//! Typed API responses.
//!
//! Every object type keeps the fields it does not name in `extra`, so newer
//! API versions never break deserialization.

use serde::{Deserialize, Serialize};
use serde_json::{Map, Value};

/// The plain `1` most mutating methods answer with.
#[derive(Debug, Clone, Copy, PartialEq, Eq, Serialize, Deserialize)]
#[serde(transparent)]
pub struct OkResponse(pub i64);

impl OkResponse {
    /// Returns `true` if the API reported success.
    pub fn is_ok(&self) -> bool {
        self.0 == 1
    }
}

/// A counted list, optionally with the profiles and groups it mentions.
#[derive(Debug, Clone, PartialEq, Serialize, Deserialize)]
pub struct ItemsResponse<T> {
    /// Total number of items, which may exceed `items.len()`.
    #[serde(default)]
    pub count: i64,
    /// The returned page of items.
    pub items: Vec<T>,
    /// User profiles, present for extended requests.
    #[serde(default, skip_serializing_if = "Vec::is_empty")]
    pub profiles: Vec<Value>,
    /// Communities, present for extended requests.
    #[serde(default, skip_serializing_if = "Vec::is_empty")]
    pub groups: Vec<Value>,
    /// Fields not covered above.
    #[serde(flatten)]
    pub extra: Map<String, Value>,
}

/// A single story.
#[derive(Debug, Clone, PartialEq, Serialize, Deserialize)]
pub struct Story {
    pub id: i64,
    pub owner_id: i64,
    #[serde(default)]
    pub date: Option<i64>,
    /// `photo` or `video`.
    #[serde(rename = "type", default)]
    pub kind: Option<String>,
    #[serde(default)]
    pub access_key: Option<String>,
    #[serde(flatten)]
    pub extra: Map<String, Value>,
}

/// A block of the stories feed.
#[derive(Debug, Clone, PartialEq, Serialize, Deserialize)]
pub struct FeedItem {
    /// Block type, e.g. `stories` or `community_grouped_stories`.
    #[serde(rename = "type")]
    pub kind: String,
    #[serde(default)]
    pub id: Option<String>,
    #[serde(default)]
    pub stories: Vec<Story>,
    #[serde(flatten)]
    pub extra: Map<String, Value>,
}

/// Upload target for a new story.
#[derive(Debug, Clone, PartialEq, Serialize, Deserialize)]
pub struct UploadServer {
    pub upload_url: String,
    /// Users the story will be visible to.
    #[serde(default)]
    pub user_ids: Vec<i64>,
    #[serde(flatten)]
    pub extra: Map<String, Value>,
}

/// One metric of [`StoryStats`].
#[derive(Debug, Clone, PartialEq, Eq, Serialize, Deserialize)]
pub struct StatValue {
    /// `on`, `off` or `hidden`.
    pub state: String,
    #[serde(default)]
    pub count: Option<i64>,
}

/// Story statistics.
#[derive(Debug, Clone, PartialEq, Serialize, Deserialize)]
pub struct StoryStats {
    pub views: Option<StatValue>,
    pub replies: Option<StatValue>,
    pub answer: Option<StatValue>,
    pub shares: Option<StatValue>,
    pub subscribers: Option<StatValue>,
    pub bans: Option<StatValue>,
    pub open_link: Option<StatValue>,
    #[serde(flatten)]
    pub extra: Map<String, Value>,
}

/// Stories created from upload results.
pub type SavedStories = ItemsResponse<Story>;

/// Stories feed pages (`get`, `getReplies`, `search`).
pub type StoriesFeed = ItemsResponse<FeedItem>;

/// Ids of owners hidden from the stories feed.
pub type BannedOwners = ItemsResponse<i64>;

#[cfg(test)]
mod tests {
    use super::*;
    use serde_json::json;

    #[test]
    fn test_unknown_fields_are_kept() {
        let story: Story = serde_json::from_value(json!({
            "id": 1,
            "owner_id": -5,
            "type": "photo",
            "can_see": 1
        }))
        .unwrap();
        assert_eq!(story.kind.as_deref(), Some("photo"));
        assert_eq!(story.extra.get("can_see"), Some(&json!(1)));
    }

    #[test]
    fn test_items_response_defaults() {
        let banned: BannedOwners = serde_json::from_value(json!({"count": 2, "items": [1, 2]})).unwrap();
        assert_eq!(banned.items, vec![1, 2]);
        assert!(banned.profiles.is_empty());

        let extended: BannedOwners = serde_json::from_value(json!({
            "count": 1,
            "items": [7],
            "profiles": [{"id": 7}],
            "groups": []
        }))
        .unwrap();
        assert_eq!(extended.profiles.len(), 1);
    }

    #[test]
    fn test_ok_response() {
        let ok: OkResponse = serde_json::from_value(json!(1)).unwrap();
        assert!(ok.is_ok());
        assert!(!OkResponse(0).is_ok());
    }
}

YOUR INSTRUCTIONS: From the records above, copy each line that contains the word "FeedItem".

RESULT BELOW:
pub struct FeedItem {
pub type StoriesFeed = ItemsResponse<FeedItem>;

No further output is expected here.